Sistem ini untuk tindak pidana yang diancam dengan sanksi pidana masing-masing
tanpa pengurangan. Sistem ini berlaku untuk gabungan tindak pidana berganda terhadap
pelanggaran dengan pelanggaran dan kejahatan dengan pelanggaran. Dasar hukumnya
adalah pasal 70 KUHP;

“(1) Jika ada gabungan seperti yang termaktub dalam pasal 65 dan 66 antara
pelanggaran dengan kejahatan atau antara pelanggaran dengan pelanggaran, maka
dijatuhkan pidana bagi tiap pelanggaran itu dengan tidak dikurangi.
(2) Untuk pelanggaran jumlah pidana kurungan dan pidana kurungan pengganti,
tidak boleh lebih dari satu tahun empat bulan dan jumlah pidana kurungan pengganti
tidak boleh melebihi delapan bulan”.

Pasal ini berisikan tentang gabungan kejahatan dengan pelanggaran atau pelanggaran
dengan pelanggaran.

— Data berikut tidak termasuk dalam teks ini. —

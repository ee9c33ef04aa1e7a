// Cache module.
// In-memory response cache for the GitHub client, plus on-disk preference storage.

pub mod disk;
pub mod key;
pub mod paths;
pub mod store;

pub use key::CacheKey;
pub use store::{CachedPayload, ResponseCache};
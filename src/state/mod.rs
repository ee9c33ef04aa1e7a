// State management module.
// Loading state per query, project filtering, and the persisted theme.

pub mod filter;
pub mod loading;
pub mod portfolio;
pub mod theme;

pub use loading::LoadingState;
pub use portfolio::PortfolioState;
pub use theme::{Theme, ThemeStore};
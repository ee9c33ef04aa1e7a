// Typed cache keys for GitHub API responses.
// Each key carries the request parameters it was derived from and its own freshness window.

use std::time::Duration;

use crate::github::RepoListOptions;

/// Profile, repository, and language data stay fresh for 5 minutes.
pub const DEFAULT_TTL: Duration = Duration::from_secs(5 * 60);
/// README text changes rarely: 10 minutes.
pub const README_TTL: Duration = Duration::from_secs(10 * 60);
/// Rate-limit status moves quickly: 1 minute.
pub const RATE_LIMIT_TTL: Duration = Duration::from_secs(60);

/// Identifies one cacheable request.
///
/// Distinct operations never share a key even when their parameters would
/// serialize to the same text.
#[derive(Debug, Clone, PartialEq, Eq, Hash)]
pub enum CacheKey {
    User(String),
    Repositories {
        username: String,
        options: RepoListOptions,
    },
    Languages {
        owner: String,
        repo: String,
    },
    Readme {
        owner: String,
        repo: String,
    },
    RateLimit,
}

impl CacheKey {
    pub fn user(username: &str) -> Self {
        CacheKey::User(username.to_string())
    }

    pub fn repositories(username: &str, options: &RepoListOptions) -> Self {
        CacheKey::Repositories {
            username: username.to_string(),
            options: options.clone(),
        }
    }

    pub fn languages(owner: &str, repo: &str) -> Self {
        CacheKey::Languages {
            owner: owner.to_string(),
            repo: repo.to_string(),
        }
    }

    pub fn readme(owner: &str, repo: &str) -> Self {
        CacheKey::Readme {
            owner: owner.to_string(),
            repo: repo.to_string(),
        }
    }

    /// Freshness window for entries stored under this key.
    pub fn ttl(&self) -> Duration {
        match self {
            CacheKey::User(_) | CacheKey::Repositories { .. } | CacheKey::Languages { .. } => {
                DEFAULT_TTL
            }
            CacheKey::Readme { .. } => README_TTL,
            CacheKey::RateLimit => RATE_LIMIT_TTL,
        }
    }
}
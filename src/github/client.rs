// GitHub API HTTP client.
// Handles authentication, rate limit tracking, and request/response processing.

use std::sync::{Arc, Mutex};

use serde::de::DeserializeOwned;
use url::Url;

use crate::cache::ResponseCache;
use crate::http::{HttpHeaders, HttpRequest, HttpResponse, HttpTransport};

use super::error::ApiError;
use super::types::RateLimit;

pub const GITHUB_API_BASE: &str = "https://api.github.com";
const GITHUB_API_VERSION: &str = "2022-11-28";
const USER_AGENT: &str = "folio";

/// GitHub API client owning its response cache.
///
/// Construct one per session and pass it where needed; tests build isolated
/// instances on top of a mock transport.
pub struct GitHubClient {
    transport: Arc<dyn HttpTransport>,
    base_url: String,
    token: Option<String>,
    pub(super) cache: ResponseCache,
    rate_limit: Mutex<RateLimit>,
}

impl GitHubClient {
    /// Create a client. A missing or blank token means unauthenticated access.
    pub fn new(transport: Arc<dyn HttpTransport>, token: Option<String>) -> Self {
        Self {
            transport,
            base_url: GITHUB_API_BASE.to_string(),
            token: token.filter(|t| !t.trim().is_empty()),
            cache: ResponseCache::new(),
            rate_limit: Mutex::new(RateLimit::default()),
        }
    }

    /// Point the client at a different API root (GitHub Enterprise).
    pub fn with_base_url(mut self, base_url: impl Into<String>) -> Self {
        self.base_url = base_url.into();
        self
    }

    pub fn is_authenticated(&self) -> bool {
        self.token.is_some()
    }

    /// Last rate limit observed in response headers.
    pub fn rate_limit(&self) -> RateLimit {
        self.rate_limit
            .lock()
            .map(|r| r.clone())
            .unwrap_or_default()
    }

    /// Evict every cached response.
    pub fn clear_cache(&self) {
        if self.cache.is_empty() {
            return;
        }
        tracing::debug!(entries = self.cache.len(), "Clearing response cache");
        self.cache.clear();
    }

    fn headers(&self) -> HttpHeaders {
        let mut headers = vec![
            (
                "Accept".to_string(),
                "application/vnd.github+json".to_string(),
            ),
            (
                "X-GitHub-Api-Version".to_string(),
                GITHUB_API_VERSION.to_string(),
            ),
            ("User-Agent".to_string(), USER_AGENT.to_string()),
        ];
        if let Some(token) = &self.token {
            headers.push(("Authorization".to_string(), format!("Bearer {}", token)));
        }
        headers
    }

    /// Build an endpoint URL from path segments and query parameters.
    pub(crate) fn url(&self, segments: &[&str], params: &[(&str, String)]) -> Result<String, ApiError> {
        let mut url = Url::parse(&self.base_url).map_err(|e| ApiError::Url(e.to_string()))?;
        url.path_segments_mut()
            .map_err(|_| ApiError::Url(format!("{} cannot be a base URL", self.base_url)))?
            .pop_if_empty()
            .extend(segments);
        if !params.is_empty() {
            let mut query = url.query_pairs_mut();
            for (k, v) in params {
                query.append_pair(k, v);
            }
        }
        Ok(url.into())
    }

    /// Make a GET request to the GitHub API.
    pub(crate) async fn get(
        &self,
        segments: &[&str],
        params: &[(&str, String)],
    ) -> Result<HttpResponse, ApiError> {
        let url = self.url(segments, params)?;
        tracing::debug!(url = %url, "GET");

        let response = self
            .transport
            .get(HttpRequest {
                url,
                headers: self.headers(),
            })
            .await?;

        self.update_rate_limit(&response);
        self.check_response(response)
    }

    /// GET and decode a JSON body.
    pub(crate) async fn get_json<T: DeserializeOwned>(
        &self,
        segments: &[&str],
        params: &[(&str, String)],
    ) -> Result<T, ApiError> {
        let response = self.get(segments, params).await?;
        Ok(serde_json::from_slice(&response.body)?)
    }

    /// Update rate limit from response headers.
    fn update_rate_limit(&self, response: &HttpResponse) {
        let Ok(mut rate_limit) = self.rate_limit.lock() else {
            return;
        };

        if let Some(limit) = response
            .header("x-ratelimit-limit")
            .and_then(|v| v.parse().ok())
        {
            rate_limit.limit = limit;
        }

        if let Some(remaining) = response
            .header("x-ratelimit-remaining")
            .and_then(|v| v.parse().ok())
        {
            rate_limit.remaining = remaining;
        }

        if let Some(reset) = response
            .header("x-ratelimit-reset")
            .and_then(|v| v.parse().ok())
        {
            rate_limit.reset = reset;
        }
    }

    /// Check response status and convert errors.
    fn check_response(&self, response: HttpResponse) -> Result<HttpResponse, ApiError> {
        if response.is_success() {
            return Ok(response);
        }
        match response.status {
            401 => Err(ApiError::Unauthorized),
            404 => Err(ApiError::NotFound(response.text())),
            403 if response.header("x-ratelimit-remaining") == Some("0") => {
                let reset_at = response
                    .header("x-ratelimit-reset")
                    .and_then(|v| v.parse::<i64>().ok())
                    .and_then(|secs| chrono::DateTime::from_timestamp(secs, 0))
                    .map(|dt| dt.format("%H:%M:%S").to_string())
                    .unwrap_or_else(|| "unknown".to_string());
                Err(ApiError::RateLimited { reset_at })
            }
            status => Err(ApiError::Status {
                status,
                body: response.text(),
            }),
        }
    }
}

#[cfg(test)]
mod tests {
    use super::*;
    use crate::http::{MockTransport, mock_json};

    fn client_with(transport: &MockTransport, token: Option<&str>) -> GitHubClient {
        GitHubClient::new(Arc::new(transport.clone()), token.map(str::to_string))
    }

    #[test]
    fn url_joins_segments_and_query() {
        let client = client_with(&MockTransport::new(), None);
        let url = client
            .url(
                &["users", "octocat", "repos"],
                &[("sort", "updated".to_string()), ("per_page", "100".to_string())],
            )
            .unwrap();
        assert_eq!(
            url,
            "https://api.github.com/users/octocat/repos?sort=updated&per_page=100"
        );
    }

    #[test]
    fn url_keeps_enterprise_prefix() {
        let client = client_with(&MockTransport::new(), None)
            .with_base_url("https://ghe.example.com/api/v3");
        let url = client.url(&["rate_limit"], &[]).unwrap();
        assert_eq!(url, "https://ghe.example.com/api/v3/rate_limit");
    }

    #[test]
    fn blank_token_is_unauthenticated() {
        let client = client_with(&MockTransport::new(), Some("  "));
        assert!(!client.is_authenticated());
        assert!(!client.headers().iter().any(|(k, _)| k == "Authorization"));
    }

    #[tokio::test]
    async fn sends_bearer_token_and_api_headers() {
        let transport = MockTransport::new();
        let url = "https://api.github.com/rate_limit";
        transport.push_response(url, mock_json(200, serde_json::json!({})));

        let client = client_with(&transport, Some("ghp_secret"));
        client.get(&["rate_limit"], &[]).await.unwrap();

        let request = &transport.requests()[0];
        let headers = &request.headers;
        assert_eq!(
            crate::http::header_get(headers, "authorization"),
            Some("Bearer ghp_secret")
        );
        assert_eq!(
            crate::http::header_get(headers, "x-github-api-version"),
            Some(GITHUB_API_VERSION)
        );
    }

    #[tokio::test]
    async fn tracks_rate_limit_headers() {
        let transport = MockTransport::new();
        let url = "https://api.github.com/users/octocat";
        let mut response = mock_json(200, serde_json::json!({}));
        response.headers.extend([
            ("X-RateLimit-Limit".to_string(), "60".to_string()),
            ("X-RateLimit-Remaining".to_string(), "57".to_string()),
            ("X-RateLimit-Reset".to_string(), "1700000000".to_string()),
        ]);
        transport.push_response(url, response);

        let client = client_with(&transport, None);
        client.get(&["users", "octocat"], &[]).await.unwrap();

        let rate = client.rate_limit();
        assert_eq!(rate.limit, 60);
        assert_eq!(rate.remaining, 57);
        assert_eq!(rate.reset, 1_700_000_000);
    }

    #[tokio::test]
    async fn maps_error_statuses() {
        let transport = MockTransport::new();
        let url = "https://api.github.com/users/ghost";
        transport.push_response(url, mock_json(401, serde_json::json!({})));
        transport.push_response(url, mock_json(404, serde_json::json!({"message": "Not Found"})));
        let mut limited = mock_json(403, serde_json::json!({}));
        limited
            .headers
            .push(("x-ratelimit-remaining".to_string(), "0".to_string()));
        transport.push_response(url, limited);
        transport.push_response(url, mock_json(403, serde_json::json!({"message": "nope"})));
        transport.push_response(url, mock_json(502, serde_json::json!({"message": "bad gateway"})));

        let client = client_with(&transport, None);
        let segments = ["users", "ghost"];

        assert!(matches!(
            client.get(&segments, &[]).await,
            Err(ApiError::Unauthorized)
        ));
        assert!(client.get(&segments, &[]).await.unwrap_err().is_not_found());
        assert!(matches!(
            client.get(&segments, &[]).await,
            Err(ApiError::RateLimited { .. })
        ));
        assert!(matches!(
            client.get(&segments, &[]).await,
            Err(ApiError::Status { status: 403, .. })
        ));
        let err = client.get(&segments, &[]).await.unwrap_err();
        assert!(err.to_string().contains("bad gateway"));
    }

    #[tokio::test]
    async fn clear_cache_empties_store() {
        let client = client_with(&MockTransport::new(), None);
        client.cache.insert(
            crate::cache::CacheKey::RateLimit,
            crate::cache::CachedPayload::Readme(String::new()),
        );
        client.clear_cache();
        assert!(client.cache.is_empty());
    }
}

Untuk itu, setiap kejahatan harus dijatuhi hukuman tersendiri begitu
juga dengan pelanggaran harus dijatuhkan hukuman sendiri-sendiri. Apabila terdapat
hukuman kurungan maka hal ini tidak lebih dari satu tahun empat bulan sedang apabila
mengenai hukuman kurungan pengganti denda tidak boleh lebih dari delapan bulan.